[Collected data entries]
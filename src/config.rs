use crate::constants::{BLOCKED_PAGE, USAGE_RETENTION_DAYS, VIOLATION_LOG_CAP};
use crate::error::InitError;
use directories::ProjectDirs;
use std::path::PathBuf;

/// Environment variable overriding the data directory
pub const DATA_DIR_ENV: &str = "FOCUSGUARD_DATA_DIR";

/// Environment variable holding the log filter for the host binary
pub const LOG_ENV: &str = "FOCUSGUARD_LOG";

const DB_FILE: &str = "focusguard.db";

pub struct GuardConfig {
    /// Days of usage history kept in the ledger
    pub retention_days: usize,
    /// Maximum entries in the violation log
    pub violation_log_cap: usize,
    /// Extension resource blocked tabs are sent to
    pub blocked_page: String,
}

impl Default for GuardConfig {
    fn default() -> Self {
        Self {
            retention_days: USAGE_RETENTION_DAYS,
            violation_log_cap: VIOLATION_LOG_CAP,
            blocked_page: BLOCKED_PAGE.to_string(),
        }
    }
}

/// Resolve the database path, creating the data directory if needed.
pub fn db_path() -> Result<PathBuf, InitError> {
    let data_dir = match std::env::var_os(DATA_DIR_ENV) {
        Some(dir) if !dir.is_empty() => PathBuf::from(dir),
        _ => ProjectDirs::from("com", "focusguard", "FocusGuard")
            .ok_or(InitError::NoProjectDirs)?
            .data_dir()
            .to_path_buf(),
    };
    std::fs::create_dir_all(&data_dir).map_err(InitError::DataDirCreation)?;
    Ok(data_dir.join(DB_FILE))
}
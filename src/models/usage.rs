use crate::error::AppError;
use crate::store::{Store, StoreKey};
use serde::{Deserialize, Serialize};
use std::collections::BTreeMap;

/// Time and visits attributed to one domain on one day.
#[derive(Debug, Clone, Copy, Default, PartialEq, Eq, Serialize, Deserialize)]
#[serde(rename_all = "camelCase")]
pub struct SiteUsage {
    /// Seconds, stored as `timeSpent` for the extension UI
    #[serde(rename = "timeSpent", default)]
    pub time_spent_secs: u64,
    #[serde(default)]
    pub visit_count: u64,
}

/// Usage for a single calendar day, keyed by domain.
pub type DailyUsage = BTreeMap<String, SiteUsage>;

/// The `usageData` ledger: `YYYY-MM-DD` -> per-domain usage.
///
/// Date keys sort lexicographically in chronological order, so the first key
/// is always the oldest day.
#[derive(Debug, Clone, Default, PartialEq, Eq, Serialize, Deserialize)]
#[serde(transparent)]
pub struct UsageData {
    days: BTreeMap<String, DailyUsage>,
}

impl UsageData {
    pub fn load(store: &Store) -> Result<Self, AppError> {
        store.get_or_default(StoreKey::UsageData)
    }

    pub fn add_time(&mut self, date: &str, domain: &str, secs: u64) {
        let entry = self.entry(date, domain);
        entry.time_spent_secs = entry.time_spent_secs.saturating_add(secs);
    }

    pub fn record_visit(&mut self, date: &str, domain: &str) {
        let entry = self.entry(date, domain);
        entry.visit_count = entry.visit_count.saturating_add(1);
    }

    fn entry(&mut self, date: &str, domain: &str) -> &mut SiteUsage {
        self.days
            .entry(date.to_string())
            .or_default()
            .entry(domain.to_string())
            .or_default()
    }

    /// Drop the oldest days until at most `keep` remain. Returns the evicted dates.
    pub fn prune(&mut self, keep: usize) -> Vec<String> {
        let mut evicted = Vec::new();
        while self.days.len() > keep {
            match self.days.pop_first() {
                Some((date, _)) => evicted.push(date),
                None => break,
            }
        }
        evicted
    }

    pub fn day(&self, date: &str) -> Option<&DailyUsage> {
        self.days.get(date)
    }

    pub fn site(&self, date: &str, domain: &str) -> Option<&SiteUsage> {
        self.day(date).and_then(|day| day.get(domain))
    }

    /// Days in chronological order.
    pub fn days(&self) -> impl Iterator<Item = (&str, &DailyUsage)> {
        self.days.iter().map(|(date, usage)| (date.as_str(), usage))
    }

    pub fn len(&self) -> usize {
        self.days.len()
    }

    pub fn is_empty(&self) -> bool {
        self.days.is_empty()
    }
}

EXERCISE: With the line containing "self.day(date).and_then(|day| day.get(domain))" as the first and the final line of the entries above as the last, write out that span exactly and nothing more.

EXERCISE OUTPUT:
        self.day(date).and_then(|day| day.get(domain))
    }

    /// Days in chronological order.
    pub fn days(&self) -> impl Iterator<Item = (&str, &DailyUsage)> {
        self.days.iter().map(|(date, usage)| (date.as_str(), usage))
    }

    pub fn len(&self) -> usize {
        self.days.len()
    }

    pub fn is_empty(&self) -> bool {
        self.days.is_empty()
    }
}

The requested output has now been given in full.